## Task objective
What are the lines, copied exactly, from the one containing "tracing::warn!(error = %self.0, status" through the last line of the records below, both included?

(Dataset entries)
------------------------------------------------
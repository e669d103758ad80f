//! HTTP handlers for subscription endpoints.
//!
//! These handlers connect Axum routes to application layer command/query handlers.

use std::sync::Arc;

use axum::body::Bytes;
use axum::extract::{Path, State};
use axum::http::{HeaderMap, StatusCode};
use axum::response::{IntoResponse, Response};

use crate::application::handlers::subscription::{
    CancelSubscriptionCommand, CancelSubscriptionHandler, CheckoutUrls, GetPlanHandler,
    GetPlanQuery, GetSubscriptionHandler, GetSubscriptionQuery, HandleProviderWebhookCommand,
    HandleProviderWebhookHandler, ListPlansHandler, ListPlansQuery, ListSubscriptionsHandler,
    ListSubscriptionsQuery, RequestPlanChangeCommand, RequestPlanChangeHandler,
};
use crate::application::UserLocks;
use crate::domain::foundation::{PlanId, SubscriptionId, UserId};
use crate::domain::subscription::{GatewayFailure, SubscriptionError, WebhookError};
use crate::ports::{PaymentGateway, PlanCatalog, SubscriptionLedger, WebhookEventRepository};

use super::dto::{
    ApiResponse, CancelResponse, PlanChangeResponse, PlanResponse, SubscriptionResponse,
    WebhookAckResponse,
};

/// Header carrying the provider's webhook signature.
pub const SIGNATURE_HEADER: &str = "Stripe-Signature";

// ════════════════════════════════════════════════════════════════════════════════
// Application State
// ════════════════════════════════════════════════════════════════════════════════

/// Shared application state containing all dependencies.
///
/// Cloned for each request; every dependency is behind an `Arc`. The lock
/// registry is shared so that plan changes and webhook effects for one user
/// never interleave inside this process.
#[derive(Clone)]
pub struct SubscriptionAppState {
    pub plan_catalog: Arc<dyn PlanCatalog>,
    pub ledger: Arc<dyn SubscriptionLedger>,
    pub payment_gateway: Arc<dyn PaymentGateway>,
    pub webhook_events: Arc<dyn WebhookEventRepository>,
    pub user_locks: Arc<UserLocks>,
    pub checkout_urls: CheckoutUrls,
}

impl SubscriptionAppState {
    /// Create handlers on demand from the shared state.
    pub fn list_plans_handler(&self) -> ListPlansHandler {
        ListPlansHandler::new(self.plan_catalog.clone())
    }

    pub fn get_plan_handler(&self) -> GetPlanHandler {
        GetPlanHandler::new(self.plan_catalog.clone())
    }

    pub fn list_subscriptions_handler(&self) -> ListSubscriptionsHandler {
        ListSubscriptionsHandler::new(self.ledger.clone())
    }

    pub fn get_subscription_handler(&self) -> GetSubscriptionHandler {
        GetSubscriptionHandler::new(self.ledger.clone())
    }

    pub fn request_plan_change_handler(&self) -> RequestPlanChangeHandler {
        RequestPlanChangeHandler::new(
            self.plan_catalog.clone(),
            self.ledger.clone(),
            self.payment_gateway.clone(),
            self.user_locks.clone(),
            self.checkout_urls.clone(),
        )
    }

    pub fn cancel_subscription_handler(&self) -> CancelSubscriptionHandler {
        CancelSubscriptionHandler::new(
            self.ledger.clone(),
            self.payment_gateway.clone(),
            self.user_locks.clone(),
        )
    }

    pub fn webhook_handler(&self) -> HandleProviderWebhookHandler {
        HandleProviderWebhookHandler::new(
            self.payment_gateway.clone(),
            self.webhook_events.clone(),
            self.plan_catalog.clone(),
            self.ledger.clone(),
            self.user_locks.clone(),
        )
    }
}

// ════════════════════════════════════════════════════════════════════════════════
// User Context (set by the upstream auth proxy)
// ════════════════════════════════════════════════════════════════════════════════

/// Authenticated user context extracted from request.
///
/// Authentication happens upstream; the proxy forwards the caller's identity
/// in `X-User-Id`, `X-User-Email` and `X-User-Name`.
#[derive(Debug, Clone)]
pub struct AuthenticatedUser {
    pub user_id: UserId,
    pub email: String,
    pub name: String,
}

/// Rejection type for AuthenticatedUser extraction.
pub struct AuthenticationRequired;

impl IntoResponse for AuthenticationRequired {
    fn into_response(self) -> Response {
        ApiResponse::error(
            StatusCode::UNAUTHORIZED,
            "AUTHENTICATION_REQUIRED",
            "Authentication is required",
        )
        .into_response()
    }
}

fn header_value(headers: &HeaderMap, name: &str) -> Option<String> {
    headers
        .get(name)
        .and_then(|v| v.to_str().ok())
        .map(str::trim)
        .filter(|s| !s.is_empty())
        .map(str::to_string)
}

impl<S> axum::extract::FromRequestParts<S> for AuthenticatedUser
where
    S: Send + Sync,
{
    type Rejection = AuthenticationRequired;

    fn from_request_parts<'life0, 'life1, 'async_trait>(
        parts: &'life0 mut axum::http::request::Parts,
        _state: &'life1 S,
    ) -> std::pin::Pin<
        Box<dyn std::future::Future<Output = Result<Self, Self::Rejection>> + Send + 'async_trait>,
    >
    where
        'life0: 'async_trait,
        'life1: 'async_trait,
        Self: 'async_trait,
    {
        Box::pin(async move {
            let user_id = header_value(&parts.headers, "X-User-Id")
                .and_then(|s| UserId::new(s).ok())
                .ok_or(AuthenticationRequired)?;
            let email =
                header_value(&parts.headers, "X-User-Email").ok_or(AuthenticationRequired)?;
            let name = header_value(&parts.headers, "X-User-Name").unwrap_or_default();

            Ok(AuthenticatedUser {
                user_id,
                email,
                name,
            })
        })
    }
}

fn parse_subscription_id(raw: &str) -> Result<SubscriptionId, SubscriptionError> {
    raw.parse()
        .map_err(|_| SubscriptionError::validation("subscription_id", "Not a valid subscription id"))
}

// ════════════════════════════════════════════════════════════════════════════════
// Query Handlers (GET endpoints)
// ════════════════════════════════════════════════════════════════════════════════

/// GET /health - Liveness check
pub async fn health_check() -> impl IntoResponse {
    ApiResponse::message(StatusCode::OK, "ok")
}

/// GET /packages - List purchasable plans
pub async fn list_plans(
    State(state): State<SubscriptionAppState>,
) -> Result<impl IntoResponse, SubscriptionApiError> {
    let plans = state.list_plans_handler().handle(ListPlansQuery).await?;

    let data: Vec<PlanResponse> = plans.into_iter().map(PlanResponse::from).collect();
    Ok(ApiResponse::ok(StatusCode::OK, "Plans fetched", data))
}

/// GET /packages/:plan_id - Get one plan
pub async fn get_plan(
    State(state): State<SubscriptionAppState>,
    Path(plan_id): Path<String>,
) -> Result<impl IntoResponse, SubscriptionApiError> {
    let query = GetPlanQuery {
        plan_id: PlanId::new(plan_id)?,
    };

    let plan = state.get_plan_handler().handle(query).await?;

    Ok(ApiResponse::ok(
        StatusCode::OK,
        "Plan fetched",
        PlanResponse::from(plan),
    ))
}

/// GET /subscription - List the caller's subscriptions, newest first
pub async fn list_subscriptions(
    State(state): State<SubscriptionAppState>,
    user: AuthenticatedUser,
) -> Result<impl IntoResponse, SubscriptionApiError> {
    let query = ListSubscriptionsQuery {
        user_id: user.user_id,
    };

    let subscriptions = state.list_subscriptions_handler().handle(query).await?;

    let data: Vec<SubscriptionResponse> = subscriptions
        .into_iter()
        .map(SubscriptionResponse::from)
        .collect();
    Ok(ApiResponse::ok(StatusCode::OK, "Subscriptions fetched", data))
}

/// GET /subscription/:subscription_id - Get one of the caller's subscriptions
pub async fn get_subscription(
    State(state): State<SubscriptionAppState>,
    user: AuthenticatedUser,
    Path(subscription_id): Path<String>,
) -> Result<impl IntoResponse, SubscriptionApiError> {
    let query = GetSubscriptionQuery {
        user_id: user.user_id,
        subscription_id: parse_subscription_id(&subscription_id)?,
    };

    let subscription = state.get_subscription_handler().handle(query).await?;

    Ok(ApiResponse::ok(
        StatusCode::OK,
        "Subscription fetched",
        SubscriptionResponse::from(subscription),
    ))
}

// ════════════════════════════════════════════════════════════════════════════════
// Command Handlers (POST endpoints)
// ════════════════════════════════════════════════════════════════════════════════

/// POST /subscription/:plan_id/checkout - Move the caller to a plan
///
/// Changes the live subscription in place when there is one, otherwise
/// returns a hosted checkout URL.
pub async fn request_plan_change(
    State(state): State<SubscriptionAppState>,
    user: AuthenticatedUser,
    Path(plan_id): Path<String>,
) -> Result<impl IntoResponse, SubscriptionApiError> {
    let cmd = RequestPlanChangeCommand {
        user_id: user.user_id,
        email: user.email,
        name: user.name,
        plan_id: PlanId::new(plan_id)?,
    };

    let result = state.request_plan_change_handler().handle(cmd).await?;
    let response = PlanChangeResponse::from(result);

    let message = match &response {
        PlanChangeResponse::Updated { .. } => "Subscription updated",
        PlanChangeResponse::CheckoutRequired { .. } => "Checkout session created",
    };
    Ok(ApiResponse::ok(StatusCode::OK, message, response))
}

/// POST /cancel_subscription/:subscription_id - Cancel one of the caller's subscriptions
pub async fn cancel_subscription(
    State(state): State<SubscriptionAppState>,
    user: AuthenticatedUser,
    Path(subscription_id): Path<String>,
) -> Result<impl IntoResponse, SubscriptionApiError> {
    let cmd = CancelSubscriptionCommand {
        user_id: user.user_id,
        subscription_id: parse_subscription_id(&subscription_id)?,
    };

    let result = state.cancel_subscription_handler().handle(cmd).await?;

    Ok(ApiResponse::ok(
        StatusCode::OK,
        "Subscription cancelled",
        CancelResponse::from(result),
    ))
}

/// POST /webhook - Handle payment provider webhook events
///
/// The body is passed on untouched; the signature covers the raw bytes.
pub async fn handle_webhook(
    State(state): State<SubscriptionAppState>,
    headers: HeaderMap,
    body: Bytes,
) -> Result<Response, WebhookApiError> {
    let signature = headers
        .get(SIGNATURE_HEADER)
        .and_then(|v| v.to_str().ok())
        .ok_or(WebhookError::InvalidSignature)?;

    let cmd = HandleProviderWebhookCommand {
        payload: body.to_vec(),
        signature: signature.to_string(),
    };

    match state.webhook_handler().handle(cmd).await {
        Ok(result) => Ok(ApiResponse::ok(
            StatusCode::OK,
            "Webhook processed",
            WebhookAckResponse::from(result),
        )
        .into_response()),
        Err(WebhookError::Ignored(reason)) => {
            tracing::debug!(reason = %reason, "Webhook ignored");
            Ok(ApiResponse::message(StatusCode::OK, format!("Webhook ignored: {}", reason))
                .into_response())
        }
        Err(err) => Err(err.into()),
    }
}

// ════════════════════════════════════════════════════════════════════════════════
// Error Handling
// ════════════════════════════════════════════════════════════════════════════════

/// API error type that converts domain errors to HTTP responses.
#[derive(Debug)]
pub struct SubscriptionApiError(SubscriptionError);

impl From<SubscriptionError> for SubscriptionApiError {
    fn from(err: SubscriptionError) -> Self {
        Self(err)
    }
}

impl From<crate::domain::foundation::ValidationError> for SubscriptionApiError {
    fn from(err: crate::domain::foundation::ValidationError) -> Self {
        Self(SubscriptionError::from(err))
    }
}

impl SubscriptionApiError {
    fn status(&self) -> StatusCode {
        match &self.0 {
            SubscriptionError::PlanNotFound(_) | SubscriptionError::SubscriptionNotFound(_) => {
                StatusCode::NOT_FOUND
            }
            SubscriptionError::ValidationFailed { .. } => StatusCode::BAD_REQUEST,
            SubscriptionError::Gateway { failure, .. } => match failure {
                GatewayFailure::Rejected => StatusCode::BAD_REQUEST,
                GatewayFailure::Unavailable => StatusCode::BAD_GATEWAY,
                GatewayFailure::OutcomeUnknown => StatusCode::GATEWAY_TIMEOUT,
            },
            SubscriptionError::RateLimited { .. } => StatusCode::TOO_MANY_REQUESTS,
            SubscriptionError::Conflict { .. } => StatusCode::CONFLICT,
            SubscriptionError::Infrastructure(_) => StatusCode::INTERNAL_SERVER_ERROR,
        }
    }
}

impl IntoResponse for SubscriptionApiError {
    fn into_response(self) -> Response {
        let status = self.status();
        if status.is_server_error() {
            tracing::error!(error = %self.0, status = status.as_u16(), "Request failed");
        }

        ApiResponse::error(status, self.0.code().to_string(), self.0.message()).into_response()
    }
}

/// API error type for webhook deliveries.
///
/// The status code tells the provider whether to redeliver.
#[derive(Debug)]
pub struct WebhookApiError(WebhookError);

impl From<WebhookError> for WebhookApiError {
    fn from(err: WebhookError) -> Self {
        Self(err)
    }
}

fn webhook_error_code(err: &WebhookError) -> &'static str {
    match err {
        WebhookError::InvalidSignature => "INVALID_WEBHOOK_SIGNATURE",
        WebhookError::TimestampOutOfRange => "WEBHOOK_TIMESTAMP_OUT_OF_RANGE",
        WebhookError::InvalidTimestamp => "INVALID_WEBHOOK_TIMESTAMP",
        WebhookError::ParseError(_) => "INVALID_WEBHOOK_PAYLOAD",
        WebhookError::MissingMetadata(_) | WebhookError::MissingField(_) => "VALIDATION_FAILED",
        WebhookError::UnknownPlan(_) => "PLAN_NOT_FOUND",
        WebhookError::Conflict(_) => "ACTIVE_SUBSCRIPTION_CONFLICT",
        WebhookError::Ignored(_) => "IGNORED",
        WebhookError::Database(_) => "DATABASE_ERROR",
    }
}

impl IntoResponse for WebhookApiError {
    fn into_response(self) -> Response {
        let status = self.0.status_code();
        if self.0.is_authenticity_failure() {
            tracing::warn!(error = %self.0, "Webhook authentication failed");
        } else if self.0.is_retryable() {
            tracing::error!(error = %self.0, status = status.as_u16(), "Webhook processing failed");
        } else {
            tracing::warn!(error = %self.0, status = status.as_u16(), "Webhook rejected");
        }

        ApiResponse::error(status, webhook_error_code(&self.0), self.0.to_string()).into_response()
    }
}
------------------------------------------------
## Solution to the problem
            tracing::warn!(error = %self.0, status = status.as_u16(), "Webhook rejected");
        }

        ApiResponse::error(status, webhook_error_code(&self.0), self.0.to_string()).into_response()
    }
}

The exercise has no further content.